Largest Product in a Series
The four adjacent digits in the 1000-digit number that have the greatest product are
\(9 × 9 × 8 × 9 = 5832\)
Find the thirteen adjacent digits in the 1000-digit number that have the greatest product. What is the value of this product?
Solution
The number might look daunting, but for any algorithm it’s small enough that we don’t need to optimize it much. This is the shortest solution (code-wise), but also the least efficient. We split the string into 13-element sliding windows, then calculate the product of the digits in each window.
Once we have the list of products, we simply take the maximum. Easy-peasy. Could you explain why this solution is inefficient and what could significantly improve it, even at the cost of no longer being functional?

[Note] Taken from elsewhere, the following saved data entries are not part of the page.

use crate::aggregator::SentimentAggregator;
use crate::report::ResultRecord;
use pulse_core::{AnalysisSettings, AppConfig, CoreError};
use reddit_client::{FetchSettings, PostFetcher, RedditClient, SubmissionSearch};
use sentiment_engine::{Classifier, HostedInference, SentimentModel};
use tracing::{debug, info, warn};

/// Runs fetch, classification and aggregation for one keyword.
pub struct Analyzer<S, M> {
    fetcher: PostFetcher<S>,
    classifier: Classifier<M>,
}

pub type RedditAnalyzer = Analyzer<RedditClient, HostedInference>;

impl<S: SubmissionSearch, M: SentimentModel> Analyzer<S, M> {
    pub fn new(fetcher: PostFetcher<S>, classifier: Classifier<M>) -> Self {
        Self {
            fetcher,
            classifier,
        }
    }

    pub fn from_parts(source: S, model: M, settings: &AnalysisSettings) -> Self {
        Self::new(
            PostFetcher::new(source, FetchSettings::from(settings)),
            Classifier::new(model),
        )
    }

    pub async fn analyze_keyword(&mut self, keyword: &str) -> Result<ResultRecord, CoreError> {
        let keyword = keyword.trim();
        if keyword.is_empty() {
            return Err(CoreError::InvalidInput {
                message: "keyword must not be empty".to_string(),
            });
        }

        let posts = self.fetcher.fetch(keyword).await?;
        info!("Analyzing sentiment of {} posts", posts.len());

        let mut aggregator = SentimentAggregator::new();
        for post in &posts {
            let classification = self.classifier.classify(&post.content).await;
            debug!("Post {} classified as {}", post.id, classification.label());
            aggregator.observe_classification(post, &classification);
        }

        if aggregator.model_failures() > 0 {
            warn!(
                "{} of {} posts defaulted to neutral after model errors",
                aggregator.model_failures(),
                aggregator.total_posts()
            );
        }

        let counts = aggregator.counts();
        info!(
            "Sentiment for '{}': {} positive, {} neutral, {} negative",
            keyword, counts.positive, counts.neutral, counts.negative
        );

        Ok(aggregator.finish())
    }
}

impl Analyzer<RedditClient, HostedInference> {
    pub fn from_config(config: &AppConfig) -> Result<Self, CoreError> {
        let reddit = RedditClient::new(&config.reddit)?;
        let model = HostedInference::new(&config.inference)?;
        Ok(Self::from_parts(reddit, model, &config.analysis))
    }
}
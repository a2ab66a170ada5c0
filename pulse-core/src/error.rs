use thiserror::Error;

#[derive(Error, Debug)]
pub enum CoreError {
    #[error("Reddit API error: {0}")]
    RedditApi(#[from] RedditApiError),

    #[error("Classifier error: {0}")]
    Classifier(#[from] ClassifierError),

    #[error("Configuration error: {0}")]
    Config(#[from] ConfigError),

    #[error("IO error: {0}")]
    Io(#[from] std::io::Error),

    #[error("Serialization error: {0}")]
    Serialization(#[from] serde_json::Error),

    #[error("Network error: {0}")]
    Network(#[from] reqwest::Error),

    #[error("Invalid input: {message}")]
    InvalidInput { message: String },
}

#[derive(Error, Debug, Clone)]
pub enum RedditApiError {
    #[error("Authentication failed: {reason}")]
    AuthenticationFailed { reason: String },

    #[error("Rate limit exceeded. Retry after {retry_after} seconds")]
    RateLimitExceeded { retry_after: u64 },

    #[error("Forbidden access to resource: {resource}")]
    Forbidden { resource: String },

    #[error("Subreddit not found: {subreddit}")]
    SubredditNotFound { subreddit: String },

    #[error("Invalid OAuth token")]
    InvalidToken,

    #[error("Request timeout")]
    RequestTimeout,

    #[error("Invalid API response: {details}")]
    InvalidResponse { details: String },

    #[error("Server error: {status_code}")]
    ServerError { status_code: u16 },
}

#[derive(Error, Debug, Clone)]
pub enum ClassifierError {
    #[error("Inference request failed for {model}: {reason}")]
    RequestFailed { model: String, reason: String },

    #[error("Model {model} is still loading")]
    ModelLoading { model: String },

    #[error("Invalid response format from {model}: {details}")]
    InvalidResponseFormat { model: String, details: String },

    #[error("Model {model} returned no scores")]
    EmptyScores { model: String },
}

#[derive(Error, Debug)]
pub enum ConfigError {
    #[error("Configuration file not found: {path}")]
    FileNotFound { path: String },

    #[error("Missing required environment variables: {}", format_names(.names))]
    MissingEnvironmentVariables { names: Vec<String> },

    #[error("Invalid value for {field}: {value}")]
    InvalidValue { field: String, value: String },

    #[error("Could not read env file {path}: {details}")]
    EnvFile { path: String, details: String },

    #[error("Configuration parsing error: {0}")]
    Parse(#[from] toml::de::Error),
}

fn format_names(names: &[String]) -> String {
    let quoted: Vec<String> = names.iter().map(|name| format!("'{name}'")).collect();
    format!("[{}]. Please check your .env file.", quoted.join(", "))
}
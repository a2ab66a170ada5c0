pub mod classifier;
pub mod cleaner;
pub mod inference;

pub use classifier::{Classification, Classifier, DefaultReason, SentimentModel};
pub use cleaner::clean_text;
pub use inference::HostedInference;
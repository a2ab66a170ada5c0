mod cli;

use analysis_service::{RedditAnalyzer, ResultRecord};
use clap::error::ErrorKind;
use clap::Parser;
use cli::Args;
use pulse_core::{AnalysisSettings, AppConfig, ConfigError, CoreError, ErrorReporter, ServerConfig};
use std::process::ExitCode;
use tracing_subscriber::EnvFilter;

const DEFAULT_LOG_FILTER: &str = "reddit_pulse=info,reddit_client=info,analysis_service=info,\
     api_server=info,sentiment_engine=warn,pulse_core=info";

const MISSING_KEYWORD: &str = "Please provide a keyword to analyze";

#[tokio::main(flavor = "current_thread")]
async fn main() -> ExitCode {
    // stdout carries only the JSON document; all logging goes to stderr.
    tracing_subscriber::fmt()
        .with_env_filter(
            EnvFilter::try_from_default_env().unwrap_or_else(|_| EnvFilter::new(DEFAULT_LOG_FILTER)),
        )
        .with_writer(std::io::stderr)
        .init();

    let args = match Args::try_parse() {
        Ok(args) => args,
        Err(e) if matches!(e.kind(), ErrorKind::DisplayHelp | ErrorKind::DisplayVersion) => {
            e.exit()
        }
        Err(e) => return emit_error(&usage_error(&e)),
    };

    if args.serve {
        return serve(&args).await;
    }

    let keyword = match requested_keyword(&args) {
        Ok(keyword) => keyword,
        Err(message) => return emit_error(message),
    };

    let config = match load_config(&args) {
        Ok(config) => config,
        Err(e) => return config_failure(e),
    };

    tracing::info!("Starting Reddit sentiment analysis for '{}'", keyword);

    match run(&config, &keyword).await {
        Ok(record) => emit_record(&record, args.compact),
        Err(e) => {
            ErrorReporter::new().report_error(&e);
            emit_error(&format!("Analysis failed: {e}"))
        }
    }
}

/// The trimmed keyword, or the message reported when none was given.
fn requested_keyword(args: &Args) -> Result<String, &'static str> {
    args.keyword
        .as_deref()
        .map(str::trim)
        .filter(|keyword| !keyword.is_empty())
        .map(str::to_string)
        .ok_or(MISSING_KEYWORD)
}

/// First line of a clap error, without its `error: ` prefix.
fn usage_error(error: &clap::Error) -> String {
    let rendered = error.to_string();
    rendered
        .lines()
        .next()
        .unwrap_or("Invalid arguments")
        .trim_start_matches("error: ")
        .to_string()
}

fn load_config(args: &Args) -> Result<AppConfig, ConfigError> {
    let mut settings = match &args.settings {
        Some(path) => AnalysisSettings::from_file(path)?,
        None => AnalysisSettings::default(),
    };
    if let Some(max_posts) = args.max_posts {
        settings = settings.with_max_posts(max_posts);
    }

    AppConfig::load(args.env_file.as_deref(), settings)
}

/// Resolved after `load_config`, so HOST and PORT may come from the env file.
fn server_config(args: &Args) -> Result<ServerConfig, ConfigError> {
    let mut server = ServerConfig::from_lookup(|key| std::env::var(key).ok())?;
    if let Some(host) = &args.host {
        server = server.with_host(host.clone());
    }
    if let Some(port) = args.port {
        server = server.with_port(port);
    }
    Ok(server)
}

async fn run(config: &AppConfig, keyword: &str) -> Result<ResultRecord, CoreError> {
    let mut analyzer = RedditAnalyzer::from_config(config)?;
    analyzer.analyze_keyword(keyword).await
}

async fn serve(args: &Args) -> ExitCode {
    let config = match load_config(args) {
        Ok(config) => config,
        Err(e) => return config_failure(e),
    };
    let server = match server_config(args) {
        Ok(server) => server,
        Err(e) => return config_failure(e),
    };

    let result = match RedditAnalyzer::from_config(&config) {
        Ok(analyzer) => api_server::serve(analyzer, &server).await,
        Err(e) => Err(e),
    };

    match result {
        Ok(()) => ExitCode::SUCCESS,
        Err(e) => {
            ErrorReporter::new().report_error(&e);
            emit_error(&format!("Server failed: {e}"))
        }
    }
}

fn config_failure(error: ConfigError) -> ExitCode {
    let message = error.to_string();
    ErrorReporter::new().report_error(&CoreError::Config(error));
    emit_error(&message)
}

fn emit_record(record: &ResultRecord, compact: bool) -> ExitCode {
    let rendered = if compact {
        serde_json::to_string(record)
    } else {
        serde_json::to_string_pretty(record)
    };

    match rendered {
        Ok(json) => {
            println!("{json}");
            ExitCode::SUCCESS
        }
        Err(e) => emit_error(&format!("Analysis failed: {e}")),
    }
}

fn error_document(message: &str) -> String {
    serde_json::json!({ "error": message }).to_string()
}

fn emit_error(message: &str) -> ExitCode {
    println!("{}", error_document(message));
    ExitCode::FAILURE
}

#[cfg(test)]
mod tests {
    use super::*;

    fn parse(argv: &[&str]) -> Result<Args, clap::Error> {
        Args::try_parse_from(std::iter::once("reddit-pulse").chain(argv.iter().copied()))
    }

    #[test]
    fn test_keyword_is_required() {
        let args = parse(&[]).unwrap();
        assert_eq!(requested_keyword(&args), Err(MISSING_KEYWORD));

        let args = parse(&["   "]).unwrap();
        assert_eq!(requested_keyword(&args), Err(MISSING_KEYWORD));

        let args = parse(&["  electric vehicles "]).unwrap();
        assert_eq!(requested_keyword(&args).as_deref(), Ok("electric vehicles"));
    }

    #[test]
    fn test_error_document() {
        assert_eq!(
            error_document(MISSING_KEYWORD),
            r#"{"error":"Please provide a keyword to analyze"}"#
        );
    }

    #[test]
    fn test_usage_error_message() {
        let error = parse(&["evs", "--max-posts", "many"]).unwrap_err();
        let message = usage_error(&error);
        assert!(!message.starts_with("error:"));
        assert!(message.contains("many"), "{}", message);
    }

    #[test]
    fn test_serve_flags() {
        let args = parse(&["--serve", "--port", "8080"]).unwrap();
        assert!(args.serve);
        assert_eq!(args.port, Some(8080));

        assert!(parse(&["--port", "8080", "evs"]).is_err());
        assert!(parse(&["--serve", "evs"]).is_err());
    }
}
use crate::api::{RedditListing, RedditPostData, MAX_PAGE_SIZE};
use pulse_core::CoreError;
use tracing::debug;

/// Fetches one page of a relevance search, starting after the `after` cursor.
pub trait ListingPages {
    async fn page(
        &mut self,
        subreddit: &str,
        query: &str,
        limit: u32,
        after: Option<&str>,
    ) -> Result<RedditListing<RedditPostData>, CoreError>;
}

/// Follows the listing cursor until `limit` results are collected, a page
/// comes back empty, or Reddit returns no further cursor.
pub async fn collect_pages<P: ListingPages>(
    pages: &mut P,
    subreddit: &str,
    query: &str,
    limit: u32,
) -> Result<Vec<RedditPostData>, CoreError> {
    let limit = limit as usize;
    let mut collected = Vec::with_capacity(limit.min(MAX_PAGE_SIZE as usize));
    let mut after: Option<String> = None;

    while collected.len() < limit {
        let page_size = (limit - collected.len()).min(MAX_PAGE_SIZE as usize) as u32;
        let listing = pages
            .page(subreddit, query, page_size, after.as_deref())
            .await?;

        let page_len = listing.data.children.len();
        collected.extend(listing.data.children.into_iter().map(|child| child.data));
        after = listing.data.after;

        if page_len == 0 || after.is_none() {
            break;
        }
        debug!("Continuing r/{} search after {:?}", subreddit, after);
    }

    collected.truncate(limit);
    Ok(collected)
}

#[cfg(test)]
mod tests {
    use super::*;
    use crate::api::{RedditListingChild, RedditListingData};
    use pulse_core::RedditApiError;
    use std::collections::VecDeque;

    /// Serves canned pages in order and records each request.
    #[derive(Default)]
    struct ScriptedPages {
        pages: VecDeque<Result<RedditListing<RedditPostData>, RedditApiError>>,
        requests: Vec<(u32, Option<String>)>,
    }

    impl ScriptedPages {
        fn then(mut self, prefix: &str, count: usize, after: Option<&str>) -> Self {
            self.pages.push_back(Ok(listing(prefix, count, after)));
            self
        }

        fn then_fail(mut self, error: RedditApiError) -> Self {
            self.pages.push_back(Err(error));
            self
        }
    }

    impl ListingPages for ScriptedPages {
        async fn page(
            &mut self,
            _subreddit: &str,
            _query: &str,
            limit: u32,
            after: Option<&str>,
        ) -> Result<RedditListing<RedditPostData>, CoreError> {
            self.requests.push((limit, after.map(str::to_string)));
            match self.pages.pop_front() {
                Some(Ok(mut listing)) => {
                    listing.data.children.truncate(limit as usize);
                    Ok(listing)
                }
                Some(Err(e)) => Err(CoreError::RedditApi(e)),
                None => Ok(listing("none", 0, None)),
            }
        }
    }

    fn listing(prefix: &str, count: usize, after: Option<&str>) -> RedditListing<RedditPostData> {
        let children = (0..count)
            .map(|i| RedditListingChild {
                kind: "t3".to_string(),
                data: RedditPostData {
                    id: format!("{prefix}{i}"),
                    title: "Electric vehicles and the grid".to_string(),
                    selftext: String::new(),
                    author: Some("driver".to_string()),
                    subreddit: "all".to_string(),
                    permalink: String::new(),
                    created_utc: 1_700_000_000.0,
                    score: 1,
                    num_comments: 0,
                    over_18: false,
                    stickied: false,
                },
            })
            .collect();

        RedditListing {
            kind: "Listing".to_string(),
            data: RedditListingData {
                children,
                after: after.map(str::to_string),
                before: None,
                dist: Some(count as u32),
            },
        }
    }

    #[tokio::test]
    async fn test_follows_cursor_across_pages() {
        let mut pages = ScriptedPages::default()
            .then("p", 100, Some("t3_p99"))
            .then("q", 100, Some("t3_q99"));

        let posts = collect_pages(&mut pages, "all", "evs", 150).await.unwrap();
        assert_eq!(posts.len(), 150);
        assert_eq!(posts[99].id, "p99");
        assert_eq!(posts[100].id, "q0");
        assert_eq!(posts[149].id, "q49");
        assert_eq!(
            pages.requests,
            vec![(100, None), (50, Some("t3_p99".to_string()))]
        );
    }

    #[tokio::test]
    async fn test_stops_without_cursor() {
        let mut pages = ScriptedPages::default()
            .then("p", 40, None)
            .then("q", 100, Some("t3_q99"));

        let posts = collect_pages(&mut pages, "all", "evs", 150).await.unwrap();
        assert_eq!(posts.len(), 40);
        assert_eq!(pages.requests, vec![(100, None)]);
    }

    #[tokio::test]
    async fn test_stops_on_empty_page() {
        let mut pages = ScriptedPages::default()
            .then("p", 100, Some("t3_p99"))
            .then("q", 0, Some("t3_stale"))
            .then("r", 100, None);

        let posts = collect_pages(&mut pages, "all", "evs", 300).await.unwrap();
        assert_eq!(posts.len(), 100);
        assert_eq!(pages.requests.len(), 2);
        assert_eq!(pages.requests[1], (100, Some("t3_p99".to_string())));
    }

    #[tokio::test]
    async fn test_small_limit_is_one_request() {
        let mut pages = ScriptedPages::default().then("p", 100, Some("t3_p99"));

        let posts = collect_pages(&mut pages, "news", "evs", 30).await.unwrap();
        assert_eq!(posts.len(), 30);
        assert_eq!(pages.requests, vec![(30, None)]);
    }

    #[tokio::test]
    async fn test_page_error_is_returned() {
        let mut pages = ScriptedPages::default()
            .then("p", 100, Some("t3_p99"))
            .then_fail(RedditApiError::ServerError { status_code: 502 });

        let result = collect_pages(&mut pages, "all", "evs", 150).await;
        assert!(matches!(
            result,
            Err(CoreError::RedditApi(RedditApiError::ServerError { status_code: 502 }))
        ));
    }

    #[test]
    fn test_zero_limit_makes_no_request() {
        let mut pages = ScriptedPages::default().then("p", 10, None);

        let posts = tokio_test::block_on(collect_pages(&mut pages, "all", "evs", 0)).unwrap();
        assert!(posts.is_empty());
        assert!(pages.requests.is_empty());
    }
}
pub mod routes;
pub mod worker;

pub use routes::{router, AnalyzeRequest, ApiState, ErrorBody, HealthStatus};
pub use worker::{run_worker, AnalysisJob, AnalysisReply, KeywordAnalysis, JOB_QUEUE_DEPTH};

use pulse_core::{CoreError, ServerConfig};
use std::future::IntoFuture;
use tokio::net::TcpListener;
use tokio::sync::mpsc;
use tracing::{info, warn};

/// Serves the HTTP API on `config`'s address until Ctrl-C.
///
/// Requests are queued to `analysis`, which runs on the calling task, so the
/// analyzer itself never has to be `Send`.
pub async fn serve<A: KeywordAnalysis>(analysis: A, config: &ServerConfig) -> Result<(), CoreError> {
    let listener = TcpListener::bind(config.address()).await?;
    let port = listener.local_addr()?.port();

    let (jobs, queue) = mpsc::channel(JOB_QUEUE_DEPTH);
    let app = router(ApiState::new(jobs, port));

    info!("Server running on port {}", port);
    info!("Reddit analysis API: http://localhost:{}/api/analyze", port);
    info!("Health check: http://localhost:{}/api/health", port);

    let server = axum::serve(listener, app)
        .with_graceful_shutdown(shutdown_signal())
        .into_future();
    let (served, ()) = tokio::join!(server, run_worker(analysis, queue));
    served?;

    info!("Server stopped");
    Ok(())
}

async fn shutdown_signal() {
    match tokio::signal::ctrl_c().await {
        Ok(()) => info!("Shutdown requested"),
        Err(e) => {
            warn!("Could not listen for Ctrl-C, serving until killed: {}", e);
            std::future::pending::<()>().await;
        }
    }
}
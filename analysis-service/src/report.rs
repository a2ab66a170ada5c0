//! The JSON document emitted for one keyword analysis.
//!
//! Field names are part of the contract with the dashboard front end,
//! including the legacy `totalTweets` alias.

use pulse_core::SentimentLabel;
use serde::{Deserialize, Serialize};

#[derive(Debug, Clone, PartialEq, Serialize, Deserialize)]
pub struct SentimentShare {
    pub name: String,
    pub value: f64,
    pub color: String,
}

impl SentimentShare {
    pub fn new(label: SentimentLabel, value: f64) -> Self {
        Self {
            name: label.display_name().to_string(),
            value,
            color: label_color(label).to_string(),
        }
    }
}

#[derive(Debug, Clone, PartialEq, Serialize, Deserialize)]
pub struct TimelinePoint {
    pub time: String,
    pub positive: usize,
    pub negative: usize,
    pub neutral: usize,
}

#[derive(Debug, Clone, PartialEq, Serialize, Deserialize)]
pub struct WordFrequency {
    pub text: String,
    pub value: usize,
}

#[derive(Debug, Clone, PartialEq, Serialize, Deserialize)]
pub struct CommunityMentions {
    pub name: String,
    pub mentions: usize,
}

#[derive(Debug, Clone, PartialEq, Serialize, Deserialize)]
pub struct EngagementMetric {
    pub metric: String,
    pub value: i64,
}

impl EngagementMetric {
    pub fn new(metric: &str, value: i64) -> Self {
        Self {
            metric: metric.to_string(),
            value,
        }
    }
}

#[derive(Debug, Clone, PartialEq, Serialize, Deserialize)]
pub struct ResultRecord {
    pub sentiment: Vec<SentimentShare>,
    pub timeline: Vec<TimelinePoint>,
    #[serde(rename = "wordCloud")]
    pub word_cloud: Vec<WordFrequency>,
    pub hashtags: Vec<CommunityMentions>,
    pub engagement: Vec<EngagementMetric>,
    #[serde(rename = "totalTweets")]
    pub total_tweets: usize,
    pub total_posts: usize,
    #[serde(rename = "averageSentiment")]
    pub average_sentiment: f64,
    pub upvotes: i64,
    pub comments: u64,
    pub users: usize,
}

impl ResultRecord {
    pub fn share(&self, label: SentimentLabel) -> Option<f64> {
        self.sentiment
            .iter()
            .find(|share| share.name == label.display_name())
            .map(|share| share.value)
    }
}

pub fn label_color(label: SentimentLabel) -> &'static str {
    match label {
        SentimentLabel::Positive => "#10B981",
        SentimentLabel::Neutral => "#6B7280",
        SentimentLabel::Negative => "#EF4444",
    }
}
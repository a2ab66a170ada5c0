use crate::api::RedditPostData;
use pulse_core::{AnalysisSettings, CoreError, ErrorReporter, Post};
use std::collections::HashSet;
use tracing::{info, warn};

/// Listing searched first; it spans every public subreddit.
pub const GLOBAL_LISTING: &str = "all";

/// A source of relevance-ranked search results.
pub trait SubmissionSearch {
    async fn search(
        &mut self,
        subreddit: &str,
        query: &str,
        limit: u32,
    ) -> Result<Vec<RedditPostData>, CoreError>;
}

#[derive(Debug, Clone)]
pub struct FetchSettings {
    pub max_posts: usize,
    pub fallback_subreddits: Vec<String>,
    pub fallback_limit: u32,
    pub min_content_chars: usize,
}

impl From<&AnalysisSettings> for FetchSettings {
    fn from(settings: &AnalysisSettings) -> Self {
        Self {
            max_posts: settings.max_posts,
            fallback_subreddits: settings.fallback_subreddits.clone(),
            fallback_limit: settings.fallback_limit,
            min_content_chars: settings.min_content_chars,
        }
    }
}

impl Default for FetchSettings {
    fn default() -> Self {
        Self::from(&AnalysisSettings::default())
    }
}

/// Collects keyword posts from the global listing, topping up from the
/// fallback subreddits when the global search comes back short.
pub struct PostFetcher<S> {
    source: S,
    settings: FetchSettings,
    reporter: ErrorReporter,
}

impl<S: SubmissionSearch> PostFetcher<S> {
    pub fn new(source: S, settings: FetchSettings) -> Self {
        Self {
            source,
            settings,
            reporter: ErrorReporter::new(),
        }
    }

    pub fn settings(&self) -> &FetchSettings {
        &self.settings
    }

    pub fn source(&self) -> &S {
        &self.source
    }

    /// Fetches up to `max_posts` unique posts for `keyword`.
    ///
    /// A failure of the global search is returned to the caller. A failure
    /// in one fallback subreddit is logged and that subreddit is skipped.
    pub async fn fetch(&mut self, keyword: &str) -> Result<Vec<Post>, CoreError> {
        let cap = self.settings.max_posts;
        let mut collector = Collector::new(cap, self.settings.min_content_chars);

        info!("Searching Reddit for posts about: '{}'", keyword);
        let primary_limit = u32::try_from(cap).unwrap_or(u32::MAX);
        let results = self
            .source
            .search(GLOBAL_LISTING, keyword, primary_limit)
            .await?;
        collector.extend(results);
        info!("Found {} Reddit posts", collector.len());

        if collector.is_full() {
            return Ok(collector.into_posts());
        }

        info!("Searching fallback subreddits for more posts");
        for subreddit in &self.settings.fallback_subreddits {
            if collector.is_full() {
                break;
            }

            match self
                .source
                .search(subreddit, keyword, self.settings.fallback_limit)
                .await
            {
                Ok(results) => {
                    let added = collector.extend(results);
                    info!("Added {} posts from r/{}", added, subreddit);
                }
                Err(e) => {
                    warn!("Skipping r/{} after a failed search", subreddit);
                    self.reporter.report_warning(&e);
                }
            }
        }

        info!("Total posts found: {}", collector.len());
        Ok(collector.into_posts())
    }
}

struct Collector {
    posts: Vec<Post>,
    seen: HashSet<String>,
    cap: usize,
    min_content_chars: usize,
}

impl Collector {
    fn new(cap: usize, min_content_chars: usize) -> Self {
        Self {
            posts: Vec::with_capacity(cap),
            seen: HashSet::new(),
            cap,
            min_content_chars,
        }
    }

    fn len(&self) -> usize {
        self.posts.len()
    }

    fn is_full(&self) -> bool {
        self.posts.len() >= self.cap
    }

    /// Adds results in order until the cap is hit; returns how many were kept.
    fn extend(&mut self, results: Vec<RedditPostData>) -> usize {
        let before = self.posts.len();
        for post_data in results {
            if self.is_full() {
                break;
            }
            if self.seen.contains(&post_data.id) {
                continue;
            }

            let post = Post::from(post_data);
            if post.content.chars().count() <= self.min_content_chars {
                continue;
            }

            self.seen.insert(post.id.clone());
            self.posts.push(post);
        }
        self.posts.len() - before
    }

    fn into_posts(self) -> Vec<Post> {
        self.posts
    }
}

object Euler008 extends EulerApp {
override def execute(): Any = {
val number = "73167176531330624919225119674426574742355349194934" +
"96983520312774506326239578318016984801869478851843" +
"85861560789112949495459501737958331952853208805511" +
"12540698747158523863050715693290963295227443043557" +
"66896648950445244523161731856403098711121722383113" +
"62229893423380308135336276614282806444486645238749" +
"30358907296290491560440772390713810515859307960866" +
"70172427121883998797908792274921901699720888093776" +
"65727333001053367881220235421809751254540594752243" +
"52584907711670556013604839586446706324415722155397" +
"53697817977846174064955149290862569321978468622482" +
"83972241375657056057490261407972968652414535100474" +
"82166370484403199890008895243450658541227588666881" +
"16427171479924442928230863465674813919123162824586" +
"17866458359124566529476545682848912883142607690042" +
"24219022671055626321111109370544217506941658960408" +
"07198403850962455444362981230987879927244284909188" +
"84580156166097919133875499200524063689912560717606" +
"05886116467109405077541002256983155200055935729725" +
"71636269561882670428252483600823257530420752963450"
number.sliding(13).map(_.map(_.asDigit.toLong).product).max
}
}
Mutable solution
In the earlier approach, the sliding windows were completely independent of one another, which made it immutable, but as I’ve also mentioned – pretty inefficient.
By calculating the product of 13 elements, we were performing 11 redundant multiplications in each neighboring window.
Instead, we can maintain a running product — dividing by the digit that leaves the window and multiplying by the new digit that enters it. The only catch here are the zeroes that break the computation chain.
While this approach is definitely faster, it’s also more error-prone and harder to read. For example, consider the following line:
previous = buffer.remove(0).asDigit
It’s not immediately clear that remove(0) returns the element being removed.
Moreover, if the .asDigit call were omitted, the code would still compile and run,
but it would silently produce an incorrect result. For such a small task, the optimization is not worth
the effort, so treat it merely as a mental exercise.